▶ **EXERCISE GOAL**: Scan the data beneath this task and copy each line that includes "Duration".

▶ **DATASET RECORDS**:

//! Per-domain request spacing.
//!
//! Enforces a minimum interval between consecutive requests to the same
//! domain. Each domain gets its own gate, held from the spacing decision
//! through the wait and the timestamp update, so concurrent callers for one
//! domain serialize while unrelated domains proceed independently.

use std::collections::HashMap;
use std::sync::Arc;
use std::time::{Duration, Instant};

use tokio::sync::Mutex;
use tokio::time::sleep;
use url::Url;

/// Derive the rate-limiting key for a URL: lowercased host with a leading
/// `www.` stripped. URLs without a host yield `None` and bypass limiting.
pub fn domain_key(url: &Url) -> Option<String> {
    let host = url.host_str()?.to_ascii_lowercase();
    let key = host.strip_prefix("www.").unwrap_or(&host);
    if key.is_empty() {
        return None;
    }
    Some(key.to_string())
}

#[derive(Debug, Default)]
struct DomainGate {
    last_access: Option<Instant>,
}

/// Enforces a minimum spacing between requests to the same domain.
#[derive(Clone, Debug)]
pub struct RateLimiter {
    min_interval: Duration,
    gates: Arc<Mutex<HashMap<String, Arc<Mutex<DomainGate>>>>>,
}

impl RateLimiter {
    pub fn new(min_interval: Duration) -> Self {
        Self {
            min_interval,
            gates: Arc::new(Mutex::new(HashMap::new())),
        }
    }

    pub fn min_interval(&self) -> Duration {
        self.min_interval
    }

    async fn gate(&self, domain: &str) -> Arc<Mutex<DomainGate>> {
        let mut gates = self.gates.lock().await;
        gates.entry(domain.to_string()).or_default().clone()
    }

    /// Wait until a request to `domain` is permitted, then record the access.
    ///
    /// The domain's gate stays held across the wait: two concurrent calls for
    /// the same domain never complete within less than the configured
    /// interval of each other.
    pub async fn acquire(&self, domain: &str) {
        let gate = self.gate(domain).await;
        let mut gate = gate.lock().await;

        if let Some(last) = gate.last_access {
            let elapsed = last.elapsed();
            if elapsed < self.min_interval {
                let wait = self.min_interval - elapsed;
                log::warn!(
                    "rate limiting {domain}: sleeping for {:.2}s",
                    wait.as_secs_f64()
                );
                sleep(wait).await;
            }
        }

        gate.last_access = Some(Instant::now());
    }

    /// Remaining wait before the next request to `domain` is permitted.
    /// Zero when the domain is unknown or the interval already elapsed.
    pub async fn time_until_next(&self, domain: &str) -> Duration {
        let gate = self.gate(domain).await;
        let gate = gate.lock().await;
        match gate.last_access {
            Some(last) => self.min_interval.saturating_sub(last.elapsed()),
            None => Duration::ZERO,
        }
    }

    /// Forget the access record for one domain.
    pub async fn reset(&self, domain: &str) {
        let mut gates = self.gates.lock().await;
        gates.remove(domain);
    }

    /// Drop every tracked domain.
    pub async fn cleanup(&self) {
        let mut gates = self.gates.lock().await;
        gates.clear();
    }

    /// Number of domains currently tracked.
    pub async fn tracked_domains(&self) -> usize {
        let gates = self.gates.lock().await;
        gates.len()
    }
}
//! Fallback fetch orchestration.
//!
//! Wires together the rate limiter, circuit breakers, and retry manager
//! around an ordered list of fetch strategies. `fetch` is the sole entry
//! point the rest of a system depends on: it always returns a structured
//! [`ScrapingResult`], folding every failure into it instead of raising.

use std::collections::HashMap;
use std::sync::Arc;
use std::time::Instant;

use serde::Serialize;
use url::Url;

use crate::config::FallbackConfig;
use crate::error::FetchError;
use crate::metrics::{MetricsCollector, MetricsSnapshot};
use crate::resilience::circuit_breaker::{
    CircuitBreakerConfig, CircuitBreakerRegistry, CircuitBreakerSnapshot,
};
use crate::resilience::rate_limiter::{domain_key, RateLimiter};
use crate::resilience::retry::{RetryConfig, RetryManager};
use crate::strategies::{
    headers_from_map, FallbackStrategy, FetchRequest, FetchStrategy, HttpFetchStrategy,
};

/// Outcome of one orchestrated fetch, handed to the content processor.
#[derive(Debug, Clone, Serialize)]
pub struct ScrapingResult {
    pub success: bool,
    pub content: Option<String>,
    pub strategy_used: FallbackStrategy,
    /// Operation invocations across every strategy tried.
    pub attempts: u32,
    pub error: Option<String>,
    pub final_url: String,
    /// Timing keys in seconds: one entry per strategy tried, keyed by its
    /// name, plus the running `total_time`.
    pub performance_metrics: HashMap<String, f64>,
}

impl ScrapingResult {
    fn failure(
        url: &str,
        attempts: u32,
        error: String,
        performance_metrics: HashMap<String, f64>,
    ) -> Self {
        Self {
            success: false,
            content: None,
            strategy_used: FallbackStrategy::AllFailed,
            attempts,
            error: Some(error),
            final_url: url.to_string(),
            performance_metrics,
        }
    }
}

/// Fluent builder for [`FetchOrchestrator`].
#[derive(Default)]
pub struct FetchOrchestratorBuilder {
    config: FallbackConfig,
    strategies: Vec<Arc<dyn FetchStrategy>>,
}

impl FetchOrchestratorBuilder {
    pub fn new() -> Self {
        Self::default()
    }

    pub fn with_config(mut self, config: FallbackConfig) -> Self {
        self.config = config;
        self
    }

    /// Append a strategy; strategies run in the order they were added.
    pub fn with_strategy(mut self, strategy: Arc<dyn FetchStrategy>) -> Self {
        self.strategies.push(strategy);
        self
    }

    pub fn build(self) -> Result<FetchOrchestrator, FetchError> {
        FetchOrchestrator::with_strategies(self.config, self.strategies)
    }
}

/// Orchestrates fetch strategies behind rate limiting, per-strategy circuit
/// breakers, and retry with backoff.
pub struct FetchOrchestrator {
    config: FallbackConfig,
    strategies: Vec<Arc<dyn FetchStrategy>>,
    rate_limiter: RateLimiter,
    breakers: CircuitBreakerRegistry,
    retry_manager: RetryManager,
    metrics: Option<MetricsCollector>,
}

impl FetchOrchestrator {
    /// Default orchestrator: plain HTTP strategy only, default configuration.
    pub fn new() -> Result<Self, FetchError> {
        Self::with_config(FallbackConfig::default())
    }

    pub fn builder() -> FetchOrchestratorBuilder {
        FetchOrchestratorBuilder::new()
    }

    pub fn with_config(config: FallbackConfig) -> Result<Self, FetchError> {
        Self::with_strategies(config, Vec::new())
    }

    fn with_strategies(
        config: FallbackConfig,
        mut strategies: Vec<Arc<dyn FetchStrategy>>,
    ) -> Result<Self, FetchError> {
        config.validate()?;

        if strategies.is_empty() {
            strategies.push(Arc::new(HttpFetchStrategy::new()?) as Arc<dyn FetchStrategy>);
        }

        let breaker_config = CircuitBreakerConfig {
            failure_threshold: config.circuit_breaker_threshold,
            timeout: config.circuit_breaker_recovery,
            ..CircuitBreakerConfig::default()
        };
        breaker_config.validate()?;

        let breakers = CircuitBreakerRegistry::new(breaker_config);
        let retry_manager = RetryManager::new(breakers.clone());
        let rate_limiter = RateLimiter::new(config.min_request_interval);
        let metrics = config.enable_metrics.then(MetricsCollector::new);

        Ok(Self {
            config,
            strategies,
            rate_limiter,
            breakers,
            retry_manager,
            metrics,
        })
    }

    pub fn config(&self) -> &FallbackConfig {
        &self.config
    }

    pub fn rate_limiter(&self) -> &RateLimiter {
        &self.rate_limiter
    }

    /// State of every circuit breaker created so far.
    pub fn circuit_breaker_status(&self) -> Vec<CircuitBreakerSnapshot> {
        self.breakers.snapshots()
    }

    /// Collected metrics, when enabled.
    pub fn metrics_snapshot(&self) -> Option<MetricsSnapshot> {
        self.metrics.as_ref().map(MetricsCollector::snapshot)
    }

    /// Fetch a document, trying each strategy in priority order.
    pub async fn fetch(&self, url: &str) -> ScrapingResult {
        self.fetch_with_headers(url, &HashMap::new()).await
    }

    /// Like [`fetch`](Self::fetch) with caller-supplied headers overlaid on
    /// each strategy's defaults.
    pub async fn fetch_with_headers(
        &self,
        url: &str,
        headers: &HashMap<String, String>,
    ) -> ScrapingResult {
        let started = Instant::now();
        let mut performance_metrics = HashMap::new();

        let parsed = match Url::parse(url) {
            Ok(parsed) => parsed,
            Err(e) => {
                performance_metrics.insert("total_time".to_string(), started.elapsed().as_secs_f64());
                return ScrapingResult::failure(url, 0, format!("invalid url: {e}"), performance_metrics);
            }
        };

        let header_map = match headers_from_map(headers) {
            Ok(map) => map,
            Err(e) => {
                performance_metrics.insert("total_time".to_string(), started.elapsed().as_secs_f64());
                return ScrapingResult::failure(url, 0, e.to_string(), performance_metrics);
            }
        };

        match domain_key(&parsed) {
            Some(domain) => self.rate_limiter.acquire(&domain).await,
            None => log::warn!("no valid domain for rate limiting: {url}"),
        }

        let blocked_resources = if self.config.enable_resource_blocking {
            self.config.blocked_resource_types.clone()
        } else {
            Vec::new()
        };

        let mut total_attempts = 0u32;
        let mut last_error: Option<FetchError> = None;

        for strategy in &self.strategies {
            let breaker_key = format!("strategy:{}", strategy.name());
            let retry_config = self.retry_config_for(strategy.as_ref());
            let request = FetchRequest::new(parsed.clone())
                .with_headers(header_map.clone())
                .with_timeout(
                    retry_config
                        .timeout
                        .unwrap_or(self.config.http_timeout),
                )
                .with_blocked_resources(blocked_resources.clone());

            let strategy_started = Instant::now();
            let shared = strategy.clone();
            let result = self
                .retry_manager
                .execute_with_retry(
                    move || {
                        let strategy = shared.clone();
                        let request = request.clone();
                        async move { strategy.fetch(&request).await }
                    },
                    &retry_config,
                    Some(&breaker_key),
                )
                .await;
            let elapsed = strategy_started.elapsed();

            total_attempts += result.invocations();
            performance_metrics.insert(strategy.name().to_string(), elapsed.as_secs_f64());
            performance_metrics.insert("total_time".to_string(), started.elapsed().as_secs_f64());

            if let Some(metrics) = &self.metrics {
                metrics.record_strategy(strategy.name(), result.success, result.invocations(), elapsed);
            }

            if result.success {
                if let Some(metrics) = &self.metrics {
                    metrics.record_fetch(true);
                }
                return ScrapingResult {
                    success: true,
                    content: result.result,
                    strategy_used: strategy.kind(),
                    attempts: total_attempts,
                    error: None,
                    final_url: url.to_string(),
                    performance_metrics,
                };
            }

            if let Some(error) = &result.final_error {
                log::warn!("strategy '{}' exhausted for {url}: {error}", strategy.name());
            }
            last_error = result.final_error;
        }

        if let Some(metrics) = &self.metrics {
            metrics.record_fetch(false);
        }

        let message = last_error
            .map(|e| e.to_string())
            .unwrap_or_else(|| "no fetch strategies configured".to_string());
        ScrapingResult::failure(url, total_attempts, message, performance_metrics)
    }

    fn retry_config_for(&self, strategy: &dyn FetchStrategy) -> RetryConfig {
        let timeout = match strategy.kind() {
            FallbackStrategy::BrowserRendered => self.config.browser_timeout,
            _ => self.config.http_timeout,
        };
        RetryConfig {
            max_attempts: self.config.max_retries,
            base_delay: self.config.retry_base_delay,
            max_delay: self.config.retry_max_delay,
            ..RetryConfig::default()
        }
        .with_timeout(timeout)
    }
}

▶ **WRITTEN ANSWER**:
use std::time::{Duration, Instant};
    min_interval: Duration,
    pub fn new(min_interval: Duration) -> Self {
    pub fn min_interval(&self) -> Duration {
    pub async fn time_until_next(&self, domain: &str) -> Duration {
            None => Duration::ZERO,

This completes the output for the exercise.